For the record, she loves her husband with all of her heart, and she doesn’t have problems with him necessarily, but she does have an issue with his daughter.

She’s done everything possible to form a decent relationship with this girl, but her husband’s daughter lies, steals, and downright disrepects her.

“To me, she’s done some pretty unforgivable things,” she explained. “The worst before yesterday was calling CPS and telling them that we were abusing our son in an attempt to have them both removed.”

“They found no abuse or any reason to believe there was ever abuse. We love our son greatly.”

“Her mother is awful. Has spent her whole life alienating her and constantly undermining my husband. She’s not a parent; she’s a friend. My stepdaughter thinks she can do no wrong and everything she does is right all the time.”

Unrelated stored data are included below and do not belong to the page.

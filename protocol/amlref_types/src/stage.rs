use std::fmt;
use std::str::FromStr;

use serde::{Deserialize, Serialize};

use crate::level::ParseLabelError;

/// Point in care at which an assessment is made.
///
/// A branch selector only: nothing enforces that stages are visited in order.
#[derive(Debug, Clone, Copy, PartialEq, Eq, Hash, Serialize, Deserialize)]
#[serde(rename_all = "snake_case")]
pub enum TreatmentStage {
    Initial,
    PostInduction,
    PostConsolidation1,
}

impl TreatmentStage {
    pub const ALL: [TreatmentStage; 3] = [
        TreatmentStage::Initial,
        TreatmentStage::PostInduction,
        TreatmentStage::PostConsolidation1,
    ];

    /// Short name used on the command line and in the form.
    pub const fn code(self) -> &'static str {
        match self {
            TreatmentStage::Initial => "initial",
            TreatmentStage::PostInduction => "induction",
            TreatmentStage::PostConsolidation1 => "consolidation1",
        }
    }

    pub const fn label(self) -> &'static str {
        match self {
            TreatmentStage::Initial => "初诊",
            TreatmentStage::PostInduction => "诱导后",
            TreatmentStage::PostConsolidation1 => "巩固①后",
        }
    }

    /// Whether response measurements (CR, MRD, WT1) apply at this stage.
    pub const fn is_response_stage(self) -> bool {
        !matches!(self, TreatmentStage::Initial)
    }
}

impl fmt::Display for TreatmentStage {
    fn fmt(&self, f: &mut fmt::Formatter<'_>) -> fmt::Result {
        f.write_str(self.label())
    }
}

impl FromStr for TreatmentStage {
    type Err = ParseLabelError;

    fn from_str(s: &str) -> Result<Self, Self::Err> {
        let t = s.trim().to_ascii_lowercase();
        let stage = match t.as_str() {
            "initial" | "diagnosis" => TreatmentStage::Initial,
            "induction" | "post-induction" | "post_induction" => TreatmentStage::PostInduction,
            "consolidation1" | "post-consolidation1" | "post_consolidation1" => {
                TreatmentStage::PostConsolidation1
            }
            _ => {
                return TreatmentStage::ALL
                    .into_iter()
                    .find(|st| s.trim() == st.label())
                    .ok_or_else(|| ParseLabelError {
                        kind: "treatment stage",
                        input: s.to_string(),
                    })
            }
        };
        Ok(stage)
    }
}
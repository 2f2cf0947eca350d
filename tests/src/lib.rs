//! Shared fixtures for the cross-crate tests.

use amlref_risk::{AssessmentInput, ResponseMeasurements};
use amlref_tables::resolve_abnormality;
use amlref_types::{parse_measurement, RiskLevel};

/// Baseline tier of a gene query, resolved the way the CLI and form do it.
pub fn baseline_of(query: &str) -> RiskLevel {
    match resolve_abnormality(query) {
        Ok(row) => row.category,
        Err(e) => panic!("fixture gene '{query}' did not resolve: {e}"),
    }
}

/// Post-induction input from form text, with CR achieved.
pub fn induction_from_text(gene: &str, mrd: &str, wt1_log: &str) -> AssessmentInput {
    AssessmentInput::post_induction(
        baseline_of(gene),
        true,
        ResponseMeasurements::with_wt1_log(parse_measurement(mrd), parse_measurement(wt1_log)),
    )
}

/// Post-consolidation ① input from form text.
pub fn consolidation_from_text(gene: &str, mrd: &str, wt1_log: &str) -> AssessmentInput {
    AssessmentInput::post_consolidation1(
        baseline_of(gene),
        ResponseMeasurements::with_wt1_log(parse_measurement(mrd), parse_measurement(wt1_log)),
    )
}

Her stepdaughter keeps saying she would rather live with her mom instead of them, but her mom resides in a halfway house, only has a part-time job, and has terrible money skills and credit.

So there’s no way her stepdaughter’s mom will ever end up being able to provide a stable home for her to live in.

Her stepdaughter’s mom has three additional children from two dads. Two of them were born while her husband was still married to her (she cheated).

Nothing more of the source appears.